That IS the American experiment, as far as I’m concerned, to create a new fair meritocracy that advances the human condition.
And we suck at it.
That IS the American experiment, as far as I’m concerned, to create a new fair meritocracy that advances the human condition.
And we suck at it.
I suppose, then that the answer also depends in part on who we’re making the comparison to. Are we comparing the US to the European monarchies and their colonies of the 18th century at the time of the American Revolution (obviously we’re doing better)? To other democracies of the present day (a little worse in some ways, a little better than others, depending on which aspects of society you’re considering)? To all the countries of the world in the present day, democracies or otherwise (clearly better than the dictatorships)? To a hypothetical more utopian civilization like the Federation from Star Trek TNG (obviously worse)?

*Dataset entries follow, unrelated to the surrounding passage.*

//! Axum router assembly for the admin HTTP surface.
//!
//! Grounded on the teacher's `HttpApiServer` (config struct, `create_router`,
//! conditional CORS/trace layers, graceful `TcpListener::bind` + `axum::serve`)
//! with the agent/schedule/channel surface replaced by §6's five endpoints
//! and OpenAPI/Swagger dropped — nothing here calls for a generated schema
//! document.

use std::sync::Arc;

use axum::routing::{get, post, put};
use axum::Router;
use tokio::net::TcpListener;
use tower_http::cors::CorsLayer;
use tower_http::trace::TraceLayer;

use crate::error::OrchestratorError;
use crate::Orchestrator;

use super::middleware::{auth_middleware, security_headers_middleware};
use super::routes;

/// HTTP API server configuration.
#[derive(Debug, Clone)]
pub struct HttpApiConfig {
    pub bind_address: String,
    pub port: u16,
    pub enable_cors: bool,
    pub enable_tracing: bool,
    /// Require a bearer token (`CADENCE_API_TOKEN`) on the mutating routes.
    pub require_auth: bool,
}

impl Default for HttpApiConfig {
    fn default() -> Self {
        Self {
            bind_address: "127.0.0.1".to_string(),
            port: 8080,
            enable_cors: true,
            enable_tracing: true,
            require_auth: true,
        }
    }
}

/// Owns the router configuration and binds it to a listener on [`start`](Self::start).
pub struct HttpApiServer {
    config: HttpApiConfig,
    orchestrator: Arc<Orchestrator>,
}

impl HttpApiServer {
    pub fn new(config: HttpApiConfig, orchestrator: Arc<Orchestrator>) -> Self {
        Self { config, orchestrator }
    }

    /// Binds and serves until the process is killed; callers that need
    /// graceful shutdown should race this against [`Orchestrator::shutdown`]
    /// at a higher level (the listener itself has no shutdown signal here,
    /// matching the teacher's `start()` shape).
    pub async fn start(&self) -> Result<(), OrchestratorError> {
        let app = self.router();
        let addr = format!("{}:{}", self.config.bind_address, self.config.port);
        let listener = TcpListener::bind(&addr)
            .await
            .map_err(|e| OrchestratorError::Internal(format!("failed to bind {addr}: {e}")))?;

        if self.config.require_auth && std::env::var("CADENCE_API_TOKEN").is_err() {
            tracing::error!(
                "require_auth is set but CADENCE_API_TOKEN is unset — all \
                 mutating admin endpoints will reject requests"
            );
        }

        tracing::info!(%addr, "admin HTTP surface listening");
        axum::serve(listener, app)
            .await
            .map_err(|e| OrchestratorError::Internal(format!("server error: {e}")))?;
        Ok(())
    }

    /// Builds the router without binding — used directly by tests that drive
    /// requests through `tower::ServiceExt::oneshot`.
    pub fn router(&self) -> Router {
        let read_only = Router::new()
            .route("/cadence/status", get(routes::cadence_status))
            .route("/reviewer/config", get(routes::get_reviewer_config))
            .route("/production/status", get(routes::production_status))
            .route("/queue/status", get(routes::queue_status))
            .route("/health", get(routes::health))
            .route("/metrics", get(routes::metrics))
            .with_state(self.orchestrator.clone());

        let mut mutating = Router::new()
            .route("/generate-episode", post(routes::generate_episode))
            .route("/reviewer/config", put(routes::put_reviewer_config))
            .route("/production/pause", post(routes::pause_production))
            .route("/production/resume", post(routes::resume_production))
            .with_state(self.orchestrator.clone());

        if self.config.require_auth {
            mutating = mutating.layer(axum::middleware::from_fn(auth_middleware));
        }

        let mut router = read_only.merge(mutating);

        router = router.layer(axum::middleware::from_fn(security_headers_middleware));

        if self.config.enable_tracing {
            router = router.layer(TraceLayer::new_for_http());
        }

        if self.config.enable_cors {
            router = router.layer(CorsLayer::permissive());
        }

        router
    }
}

#[cfg(test)]
mod tests {
    use super::*;
    use crate::capability::CapabilitySet;
    use crate::config::OrchestratorConfig;
    use crate::store::{SqliteStore, Store};
    use axum::body::Body;
    use axum::http::Request;
    use tower::ServiceExt;

    async fn setup_server() -> HttpApiServer {
        let store: Arc<dyn Store> = Arc::new(SqliteStore::open_in_memory().unwrap());
        let config = OrchestratorConfig::default();
        let capabilities = Arc::new(CapabilitySet::mock());
        let orchestrator = Orchestrator::new(config, store, capabilities);
        HttpApiServer::new(HttpApiConfig { require_auth: false, ..Default::default() }, orchestrator)
    }

    #[tokio::test]
    async fn health_route_responds_ok() {
        let server = setup_server().await;
        let response = server
            .router()
            .oneshot(Request::builder().uri("/health").body(Body::empty()).unwrap())
            .await
            .unwrap();
        assert_eq!(response.status(), axum::http::StatusCode::OK);
    }

    #[tokio::test]
    async fn mutating_route_requires_auth_when_enabled() {
        let store: Arc<dyn Store> = Arc::new(SqliteStore::open_in_memory().unwrap());
        let config = OrchestratorConfig::default();
        let capabilities = Arc::new(CapabilitySet::mock());
        let orchestrator = Orchestrator::new(config, store, capabilities);
        let server = HttpApiServer::new(HttpApiConfig { require_auth: true, ..Default::default() }, orchestrator);

        let response = server
            .router()
            .oneshot(
                Request::builder()
                    .method("POST")
                    .uri("/production/pause")
                    .body(Body::empty())
                    .unwrap(),
            )
            .await
            .unwrap();
        assert_eq!(response.status(), axum::http::StatusCode::UNAUTHORIZED);
    }
}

Donald Trump at about 26 years old in a successful American experiment:
“Well, let’s see, my dad’s been in jail most of my life for trying to cheat people, and every time I try to con someone out of something, I lose money or get arrested myself, girls all run away from me because I creep them out or something, I’ve lost every penny my dad gave me, and I’m stuck running these rentals in Brooklyn that I can’t ever hope to make real money at because the government’s always up my ass about following their stupid regulations –why don’t I move to someplace easier to cheat people? Maybe a nice corrupt country like Slovenia or Syria or someplace shady where conning people for a living is easier to do. I sure can’t cut it here—every time I try to con someone, I end up losing money myself. This place sucks.”
Below is a picture of a Nazi rally in madison square garden, 1934.
There were a lot of Nazi sympathizers in the US, it wasn’t just a Walt Disney thing. Furthermore, Hitler is on record as being inspired by much of the racism and segregation still prominent in the US at the time.
I do not say this to take away from the sacrifices that Americans ultimately made in halting fascism.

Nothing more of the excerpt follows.